Portswigger - Cache Poisoning with an Unkeyed Header
Lab Description
This lab is vulnerable to web cache poisoning because it handles input from an unkeyed header in an unsafe way. An unsuspecting user regularly visits the site’s home page. To solve this lab, poison the cache with a response that executes alert(document.cookie) in the visitor’s browser.
[!TIP]- Hint This lab supports the
X-Forwarded-Hostheader.
Access here
Finding Unkeyed Inputs
The first step is to find unkeyed headers. For this we can use the param miner extension in Burp Suite.
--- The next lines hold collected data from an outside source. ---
use std::{
    fs,
    path::{Path, PathBuf},
};

use anyhow::{Context, Result};
use chrono::{DateTime, Utc};
use serde::{Deserialize, Serialize};

use crate::{
    buildings::BuildingKind,
    city::{CityMetrics, CityState, Thresholds},
};

#[derive(Debug, Clone, PartialEq, Serialize, Deserialize)]
pub struct BuildingSnapshot {
    pub x: usize,
    pub z: usize,
    pub kind: BuildingKind,
    pub name: String,
}

#[derive(Debug, Clone, PartialEq, Serialize, Deserialize)]
pub struct CitySnapshot {
    pub turn: u64,
    pub metrics: CityMetrics,
    pub thresholds: Thresholds,
    pub buildings: Vec<BuildingSnapshot>,
    pub taken_at: DateTime<Utc>,
}

impl CitySnapshot {
    pub fn capture(city: &CityState) -> Self {
        let buildings = city
            .occupied_cells()
            .map(|(x, z, building)| BuildingSnapshot {
                x,
                z,
                kind: building.kind,
                name: building.spec.name.to_string(),
            })
            .collect();
        Self {
            turn: city.metrics().turn_count,
            metrics: city.metrics().clone(),
            thresholds: *city.thresholds(),
            buildings,
            taken_at: Utc::now(),
        }
    }
}

pub struct SnapshotWriter {
    output_dir: PathBuf,
    interval_turns: u64,
}

impl SnapshotWriter {
    pub fn new(output_dir: impl AsRef<Path>, interval_turns: u64) -> Self {
        Self {
            output_dir: output_dir.as_ref().to_path_buf(),
            interval_turns,
        }
    }

    pub fn maybe_write(&self, city: &CityState) -> Result<Option<PathBuf>> {
        if self.interval_turns == 0 {
            return Ok(None);
        }
        let turn = city.metrics().turn_count;
        if turn % self.interval_turns != 0 {
            return Ok(None);
        }
        self.write(city).map(Some)
    }

    pub fn write(&self, city: &CityState) -> Result<PathBuf> {
        let snapshot = CitySnapshot::capture(city);
        fs::create_dir_all(&self.output_dir).with_context(|| {
            format!(
                "Failed to create snapshot dir {}",
                self.output_dir.display()
            )
        })?;
        let path = self.output_dir.join(snapshot_file_name(snapshot.turn));
        let json = serde_json::to_string_pretty(&snapshot)?;
        fs::write(&path, json)
            .with_context(|| format!("Failed to write snapshot {}", path.display()))?;
        Ok(path)
    }
}

fn snapshot_file_name(turn: u64) -> String {
    format!("turn_{turn:06}.json")
}
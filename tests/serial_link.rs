use std::{
    sync::{Arc, Mutex},
    time::Duration,
};

use ecocity::{
    buildings::BuildingKind,
    city::{CityState, MetricsDelta},
    serial::{ConnectionStatus, SerialInputDecoder, SerialLink, SerialSource},
};
use tokio::{
    io::{duplex, AsyncWriteExt},
    net::TcpListener,
    sync::watch,
};

fn shared_city() -> Arc<Mutex<CityState>> {
    Arc::new(Mutex::new(CityState::new()))
}

#[tokio::test]
async fn pump_feeds_device_bytes_into_the_city() {
    let city = shared_city();
    let (status_tx, _status_rx) = watch::channel(ConnectionStatus::Idle);
    let mut link = SerialLink::new(
        SerialSource::Device("/dev/null".into()),
        SerialInputDecoder::new(),
        city.clone(),
        status_tx,
        Duration::from_millis(10),
    );

    let (mut device, host) = duplex(8);
    let writer = tokio::spawn(async move {
        device.write_all(b"12,300\n13,4").await.unwrap();
        device.write_all(b"0\n14,178\n9,2").await.unwrap();
        // Dropping the device closes the stream with "9,2" still unterminated.
    });

    link.pump(host).await.unwrap();
    writer.await.unwrap();

    let city = city.lock().unwrap();
    let kinds: Vec<_> = city.occupied_cells().map(|(_, _, b)| b.kind).collect();
    assert_eq!(
        kinds,
        vec![BuildingKind::WindTurbine, BuildingKind::House, BuildingKind::Tree]
    );
    assert!(city.cell(4, 3).unwrap().is_empty());
}

#[tokio::test]
async fn device_input_is_ignored_once_the_game_is_over() {
    let city = shared_city();
    city.lock().unwrap().apply_delta(MetricsDelta {
        pollution: 100,
        ..MetricsDelta::default()
    });
    assert!(city.lock().unwrap().metrics().game_over);

    let (status_tx, _status_rx) = watch::channel(ConnectionStatus::Idle);
    let mut link = SerialLink::new(
        SerialSource::Device("/dev/null".into()),
        SerialInputDecoder::new(),
        city.clone(),
        status_tx,
        Duration::from_millis(10),
    );
    let (mut device, host) = duplex(64);
    device.write_all(b"12,40
").await.unwrap();
    drop(device);
    link.pump(host).await.unwrap();

    let city = city.lock().unwrap();
    assert_eq!(city.occupied_cells().count(), 0);
    assert_eq!(city.metrics().budget, 100_000);
}

#[tokio::test]
async fn link_reports_connection_status_for_tcp_bridges() {
    let listener = TcpListener::bind("127.0.0.1:0").await.unwrap();
    let addr = listener.local_addr().unwrap();
    let city = shared_city();
    let (status_tx, mut status_rx) = watch::channel(ConnectionStatus::Idle);
    let link = SerialLink::new(
        format!("tcp://{addr}").parse().unwrap(),
        SerialInputDecoder::new(),
        city.clone(),
        status_tx,
        Duration::from_secs(60),
    );
    let task = tokio::spawn(link.run());

    let (mut socket, _) = listener.accept().await.unwrap();
    status_rx
        .wait_for(|status| *status == ConnectionStatus::Connected)
        .await
        .unwrap();
    socket.write_all(b"20,20\n").await.unwrap();
    drop(socket);

    tokio::time::timeout(
        Duration::from_secs(5),
        status_rx.wait_for(|status| *status == ConnectionStatus::Disconnected),
    )
    .await
    .unwrap()
    .unwrap();
    task.abort();

    let city = city.lock().unwrap();
    let building = city.cell(0, 0).and_then(|cell| cell.building()).unwrap();
    assert_eq!(building.kind, BuildingKind::Residential);
}

#[test]
fn serial_sources_parse_from_config_strings() {
    assert_eq!(
        "tcp://localhost:7000".parse::<SerialSource>().unwrap(),
        SerialSource::Tcp("localhost:7000".into())
    );
    assert_eq!(
        " /dev/ttyUSB0 ".parse::<SerialSource>().unwrap(),
        SerialSource::Device("/dev/ttyUSB0".into())
    );
}
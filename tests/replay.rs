use std::path::PathBuf;

use ecocity::{
    city::CityState,
    replay::Replay,
    serial::SerialInputDecoder,
    snapshot::{CitySnapshot, SnapshotWriter},
};

fn capture_path() -> PathBuf {
    PathBuf::from(env!("CARGO_MANIFEST_DIR")).join("captures/sustainable_board.txt")
}

#[test]
fn replaying_the_board_capture_builds_the_expected_city() {
    let mut city = CityState::new();
    let mut replay = Replay::new(SerialInputDecoder::new());
    let report = replay.run_file(&mut city, capture_path()).unwrap();

    assert_eq!(report.records, 20);
    assert_eq!(report.placed, 9);
    assert_eq!(report.rejected, 7, "budget runs dry before the houses");
    assert_eq!(report.dropped, 3);
    assert_eq!(report.cleared, 1);
    assert_eq!(report.turns, 0);

    let metrics = city.metrics();
    assert_eq!(metrics.budget, 10_000);
    assert_eq!(metrics.population, 500);
    assert_eq!(metrics.pollution, 30);
    assert_eq!(metrics.energy, -45);
    assert_eq!(metrics.income, 6_000);
    assert_eq!(metrics.happiness, 100);
    assert!(!metrics.game_over, "energy deficit keeps the game going");
    assert_eq!(city.occupied_cells().count(), 8);
}

#[test]
fn replay_ends_turns_and_writes_snapshots() {
    let temp = tempfile::tempdir().unwrap();
    let mut city = CityState::new();
    let mut replay = Replay::new(SerialInputDecoder::new())
        .with_end_turn_every(5)
        .with_snapshots(SnapshotWriter::new(temp.path(), 1));
    let report = replay.run_file(&mut city, capture_path()).unwrap();

    assert_eq!(report.turns, 4);
    assert_eq!(city.metrics().turn_count, 4);
    assert_eq!(city.metrics().budget, 20_000);
    assert_eq!(report.snapshots.len(), 4);

    let last = temp.path().join("turn_000004.json");
    assert_eq!(report.snapshots.last(), Some(&last));
    let data = std::fs::read_to_string(&last).unwrap();
    let snapshot: CitySnapshot = serde_json::from_str(&data).unwrap();
    assert_eq!(snapshot.turn, 4);
    assert_eq!(snapshot.metrics.population, 525);
    assert_eq!(snapshot.buildings.len(), 14);
    assert!(data.contains("\"kind\": \"gas_plant\""));
}

#[test]
fn replay_stops_once_the_game_is_over() {
    let mut city = CityState::new();
    let mut replay = Replay::new(SerialInputDecoder::new());
    let capture = "0,690\n1,690\n2,690\n3,690\n4,690\n5,690\n";
    let report = replay.run(&mut city, capture).unwrap();

    assert_eq!(report.records, 5);
    assert_eq!(report.placed, 5);
    assert_eq!(city.metrics().pollution, 100);
    assert!(city.metrics().game_over);
    assert!(!city.metrics().game_won);
}

#[test]
fn missing_capture_is_an_error() {
    let mut city = CityState::new();
    let mut replay = Replay::new(SerialInputDecoder::new());
    let err = replay
        .run_file(&mut city, "captures/does_not_exist.txt")
        .unwrap_err();
    assert!(err.to_string().contains("Failed to read capture"));
}

#[test]
fn unterminated_last_line_is_never_processed() {
    let mut city = CityState::new();
    let mut replay = Replay::new(SerialInputDecoder::new());
    let report = replay.run(&mut city, "12,300\n13,40").unwrap();
    assert_eq!(report.records, 1);
    assert_eq!(city.occupied_cells().count(), 1);
}
use std::path::{Path, PathBuf};

use anyhow::Result;
use clap::{Parser, Subcommand};
use tracing_subscriber::EnvFilter;

use ecocity::{
    city::CityState,
    config::{ConfigLoader, GameConfig},
    replay::Replay,
    serial::SerialInputDecoder,
    snapshot::{CitySnapshot, SnapshotWriter},
    web,
};

#[derive(Debug, Parser)]
#[command(author, version, about = "ecocity grid game core")]
struct Cli {
    /// Path to the YAML config file
    #[arg(long, global = true, default_value = "configs/ecocity.yaml")]
    config: PathBuf,

    #[command(subcommand)]
    command: Command,
}

#[derive(Debug, Subcommand)]
enum Command {
    /// Run the HTTP/SSE control server, optionally reading a serial board
    Serve {
        #[arg(long)]
        host: Option<String>,

        #[arg(long)]
        port: Option<u16>,

        /// Serial source override: a tty/FIFO path or tcp://host:port
        #[arg(long)]
        serial: Option<String>,
    },
    /// Play a recorded serial capture into a fresh city
    Replay {
        /// Capture file of "<cell>,<ohms>" lines
        capture: PathBuf,

        /// End a turn after every N records (0 never ends turns)
        #[arg(long, default_value_t = 0)]
        end_turn_every: u64,

        /// Directory for snapshots (uses the config's snapshot dir when omitted)
        #[arg(long)]
        snapshot_dir: Option<PathBuf>,
    },
}

fn load_config(path: &Path) -> Result<GameConfig> {
    if path.exists() {
        ConfigLoader::new(".").load(path)
    } else {
        Ok(GameConfig::default())
    }
}

fn init_tracing(level: &str) {
    let env_filter =
        EnvFilter::try_from_default_env().unwrap_or_else(|_| EnvFilter::new(level));
    tracing_subscriber::fmt().with_env_filter(env_filter).init();
}

#[tokio::main]
async fn main() -> Result<()> {
    let cli = Cli::parse();
    let mut config = load_config(&cli.config)?;
    init_tracing(&config.logging.level);

    match cli.command {
        Command::Serve { host, port, serial } => {
            if let Some(host) = host {
                config.server.host = host;
            }
            if let Some(port) = port {
                config.server.port = port;
            }
            if serial.is_some() {
                config.serial.source = serial;
            }
            web::run(config).await
        }
        Command::Replay {
            capture,
            end_turn_every,
            snapshot_dir,
        } => {
            let snapshot_dir = snapshot_dir.unwrap_or(config.snapshot.output_dir);
            let mut city = CityState::new();
            let mut replay =
                Replay::new(SerialInputDecoder::with_max_line_bytes(config.serial.max_line_bytes))
                    .with_end_turn_every(end_turn_every)
                    .with_snapshots(SnapshotWriter::new(
                        snapshot_dir,
                        config.snapshot.interval_turns,
                    ));
            let report = replay.run_file(&mut city, &capture)?;
            println!("{}", serde_json::to_string_pretty(&report)?);
            println!(
                "{}",
                serde_json::to_string_pretty(&CitySnapshot::capture(&city))?
            );
            Ok(())
        }
    }
}
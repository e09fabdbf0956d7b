use std::{fmt, str::FromStr};

use serde::{Deserialize, Serialize};

use crate::city::CityError;

#[derive(Debug, Clone, Copy, PartialEq, Eq, Hash, Serialize, Deserialize)]
#[serde(rename_all = "snake_case")]
pub enum BuildingKind {
    Residential,
    House,
    WindTurbine,
    Tree,
    GasPlant,
    Factory,
}

impl BuildingKind {
    pub const ALL: [BuildingKind; 6] = [
        BuildingKind::Residential,
        BuildingKind::House,
        BuildingKind::WindTurbine,
        BuildingKind::Tree,
        BuildingKind::GasPlant,
        BuildingKind::Factory,
    ];

    pub fn spec(self) -> &'static BuildingSpec {
        match self {
            BuildingKind::Residential => &RESIDENTIAL,
            BuildingKind::House => &HOUSE,
            BuildingKind::WindTurbine => &WIND_TURBINE,
            BuildingKind::Tree => &TREE,
            BuildingKind::GasPlant => &GAS_PLANT,
            BuildingKind::Factory => &FACTORY,
        }
    }

    pub fn as_str(self) -> &'static str {
        match self {
            BuildingKind::Residential => "residential",
            BuildingKind::House => "house",
            BuildingKind::WindTurbine => "wind_turbine",
            BuildingKind::Tree => "tree",
            BuildingKind::GasPlant => "gas_plant",
            BuildingKind::Factory => "factory",
        }
    }
}

impl fmt::Display for BuildingKind {
    fn fmt(&self, f: &mut fmt::Formatter<'_>) -> fmt::Result {
        f.write_str(self.as_str())
    }
}

impl FromStr for BuildingKind {
    type Err = CityError;

    fn from_str(value: &str) -> Result<Self, Self::Err> {
        let wanted = value.trim();
        BuildingKind::ALL
            .into_iter()
            .find(|kind| kind.as_str() == wanted)
            .ok_or_else(|| CityError::InvalidBuildingType(wanted.to_string()))
    }
}

/// Placement cost and the effects a building applies to the city while it stands.
#[derive(Debug, Clone, PartialEq, Eq, Serialize)]
pub struct BuildingSpec {
    pub name: &'static str,
    pub cost: i64,
    pub population: i64,
    pub pollution: i64,
    pub energy: i64,
    pub income: i64,
    pub happiness: i64,
}

const RESIDENTIAL: BuildingSpec = BuildingSpec {
    name: "Residential Complex",
    cost: 10_000,
    population: 100,
    pollution: 10,
    energy: -10,
    income: 0,
    happiness: 0,
};

const HOUSE: BuildingSpec = BuildingSpec {
    name: "House",
    cost: 1_000,
    population: 5,
    pollution: 2,
    energy: -2,
    income: 100,
    happiness: 10,
};

const WIND_TURBINE: BuildingSpec = BuildingSpec {
    name: "Wind Turbine",
    cost: 20_000,
    population: 0,
    pollution: 0,
    energy: 5,
    income: 5_000,
    happiness: -5,
};

const TREE: BuildingSpec = BuildingSpec {
    name: "Tree",
    cost: 5_000,
    population: 0,
    pollution: -10,
    energy: 0,
    income: 500,
    happiness: 15,
};

const GAS_PLANT: BuildingSpec = BuildingSpec {
    name: "Natural Gas Plant",
    cost: 15_000,
    population: 0,
    pollution: 20,
    energy: 5,
    income: 1_000,
    happiness: 5,
};

const FACTORY: BuildingSpec = BuildingSpec {
    name: "Factory",
    cost: 10_000,
    population: 0,
    pollution: 30,
    energy: 0,
    income: 2_000,
    happiness: -10,
};

/// Resistor value that marks a building kind on the breadboard, with an inclusive tolerance band.
#[derive(Debug, Clone, Copy, PartialEq)]
pub struct ResistanceBand {
    pub kind: BuildingKind,
    pub target: f64,
    pub min: f64,
    pub max: f64,
}

impl ResistanceBand {
    pub fn contains(&self, ohms: f64) -> bool {
        ohms >= self.min && ohms <= self.max
    }
}

// Matched in declared order; the first band containing a reading wins.
// Factories have no marker resistor.
pub const RESISTANCE_BANDS: [ResistanceBand; 5] = [
    ResistanceBand {
        kind: BuildingKind::Residential,
        target: 20.0,
        min: 19.0,
        max: 21.0,
    },
    ResistanceBand {
        kind: BuildingKind::House,
        target: 40.0,
        min: 38.0,
        max: 42.0,
    },
    ResistanceBand {
        kind: BuildingKind::WindTurbine,
        target: 300.0,
        min: 285.0,
        max: 315.0,
    },
    ResistanceBand {
        kind: BuildingKind::Tree,
        target: 178.0,
        min: 170.0,
        max: 190.0,
    },
    ResistanceBand {
        kind: BuildingKind::GasPlant,
        target: 690.0,
        min: 655.0,
        max: 725.0,
    },
];
pub mod buildings;
pub mod city;
pub mod config;
pub mod replay;
pub mod serial;
pub mod snapshot;
pub mod web;

pub use buildings::BuildingKind;
pub use city::{CityError, CityMetrics, CityObserver, CityState, MetricsDelta, Thresholds};
pub use serial::{RecordOutcome, SerialInputDecoder};
mod json;
mod markdown;
mod tasks;

pub use json::JsonOutput;
pub use markdown::MarkdownOutput;
pub use tasks::TaskListOutput;

use crate::model::{AssessmentReport, Severity, Violation};
use std::io::Write;

/// Reporters only format; every number they print comes from the report.
pub trait OutputFormatter {
    fn format<W: Write>(&self, report: &AssessmentReport, writer: &mut W) -> std::io::Result<()>;
}

/// Violations at or above `min_severity`, in report order.
pub fn visible_violations(report: &AssessmentReport, min_severity: Severity) -> Vec<&Violation> {
    report
        .violations
        .iter()
        .filter(|v| v.severity >= min_severity)
        .collect()
}

/// `path:line`, or just the path for file-level findings.
pub fn location(violation: &Violation) -> String {
    let path = violation.file_path.display().to_string();
    let path = if path.is_empty() { "(project)".to_string() } else { path };
    match violation.line {
        Some(line) => format!("{}:{}", path, line),
        None => path,
    }
}

pub fn severity_marker(severity: Severity) -> &'static str {
    match severity {
        Severity::Critical => "🔴",
        Severity::High => "🟠",
        Severity::Medium => "🟡",
        Severity::Low => "🔵",
    }
}
//! Library API for archaudit.
//!
//! Unlike the CLI commands, which print output and return exit codes, these
//! functions return `Result`s for the calling code to handle.
//!
//! # Example
//!
//! ```no_run
//! use archaudit::{assess_path, AssessOptions};
//! use std::path::Path;
//!
//! let report = assess_path(Path::new("."), AssessOptions::default())?;
//! println!("Overall score: {}/100", report.metrics.overall_score);
//! for v in &report.violations {
//!     println!("{} {} {}", v.id, v.rule_id, v.title);
//! }
//! # Ok::<(), archaudit::AuditError>(())
//! ```

use crate::analysis::{self, ExpectedPatterns};
use crate::cache::{CACHE_FILE, JsonFileCache, NoCache};
use crate::config::{Config, ConfigError, SelfLoopPolicy};
use crate::fs::{default_fs, discover_sources};
use crate::model::{AssessmentReport, SourceFile};
use crate::parser::ParserRegistry;
use std::path::{Path, PathBuf};
use thiserror::Error;
use tracing::{info, warn};

#[derive(Debug, Error)]
pub enum AuditError {
    /// The specified path could not be found or resolved.
    #[error("Path not found: {0}")]
    PathNotFound(PathBuf),

    #[error("Configuration error: {0}")]
    Config(#[from] ConfigError),

    #[error("IO error: {0}")]
    Io(#[from] std::io::Error),
}

/// Options for `assess_path`.
#[derive(Debug, Clone, Default)]
pub struct AssessOptions {
    /// Languages to analyze (empty means all supported languages).
    pub languages: Vec<String>,

    /// Config file to use instead of `<path>/.archaudit.toml`.
    pub config_path: Option<PathBuf>,

    /// Reuse parse results from `<path>/.archaudit-cache.json` and update it.
    pub use_cache: bool,

    /// Overrides `[graph] self_loops`.
    pub self_loops: Option<SelfLoopPolicy>,

    /// Overrides `[drift] expected_patterns`.
    pub expected_patterns: Option<PathBuf>,
}

fn load_config(root: &Path, options: &AssessOptions) -> Result<Config, AuditError> {
    let mut config = match &options.config_path {
        Some(path) => Config::load_file(path)?,
        None => Config::load(root)?,
    };
    if let Some(policy) = options.self_loops {
        config.self_loops = policy;
    }
    if let Some(path) = &options.expected_patterns {
        config.expected_patterns = Some(path.clone());
    }
    Ok(config)
}

/// An unreadable document is logged and treated as absent.
fn load_expected(root: &Path, config: &Config) -> Option<ExpectedPatterns> {
    let path = config.expected_patterns.as_ref()?;
    let path = if path.is_absolute() {
        path.clone()
    } else {
        root.join(path)
    };
    match ExpectedPatterns::load(&path) {
        Ok(expected) => Some(expected),
        Err(e) => {
            warn!(path = %path.display(), error = %e, "skipping drift check");
            None
        }
    }
}

/// Discover, parse and assess every supported source file under `path`.
///
/// Configuration errors are returned before any file is read.
pub fn assess_path(path: &Path, options: AssessOptions) -> Result<AssessmentReport, AuditError> {
    let root = path
        .canonicalize()
        .map_err(|_| AuditError::PathNotFound(path.to_path_buf()))?;
    let config = load_config(&root, &options)?;

    let registry = if options.languages.is_empty() {
        ParserRegistry::new()
    } else {
        ParserRegistry::with_languages(&options.languages)
    };
    let sources = discover_sources(&root, &registry, &config.exclude, default_fs());
    info!(root = %root.display(), files = sources.len(), "discovered sources");

    let expected = load_expected(&root, &config);

    let mut report = if options.use_cache {
        let cache = JsonFileCache::load(root.join(CACHE_FILE));
        let report = analysis::assess(&sources, &config, &cache, expected.as_ref());
        if let Err(e) = cache.flush() {
            warn!(error = %e, "could not write parse cache");
        }
        report
    } else {
        analysis::assess(&sources, &config, &NoCache, expected.as_ref())
    };

    report.project_name = root
        .file_name()
        .and_then(|s| s.to_str())
        .unwrap_or("project")
        .to_string();
    Ok(report)
}

/// Assess an already-collected set of sources. No cache, no drift check.
pub fn assess_sources(sources: &[SourceFile], config: &Config) -> AssessmentReport {
    let mut report = analysis::assess(sources, config, &NoCache, None);
    report.project_name = "project".to_string();
    report
}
After running the extension to find unkeyed headers on the home page, we see that X-Forwarded-Host is an unkeyed header:

X-Forwarded-Host header found by Param Miner
To confirm this, we can send a request containing the X-Forwarded-Host header set to an arbitrary value and see where it is reflected in the response:

Confirming that X-Forwarded-Host is reflected
We can see that its value is used to generate the link of the tracking.js script.
Exploitation
To exploit this, we can host a malicious tracking.js script on our exploit server, and poison the cache with the hostname of the exploit server so that the script is fetched from there.

Configuring exploit server to host malicious script

Poisoning the cache with the exploit server’s hostname
Now if we go back to the homepage, we can see that we solved the lab:

Lab solved!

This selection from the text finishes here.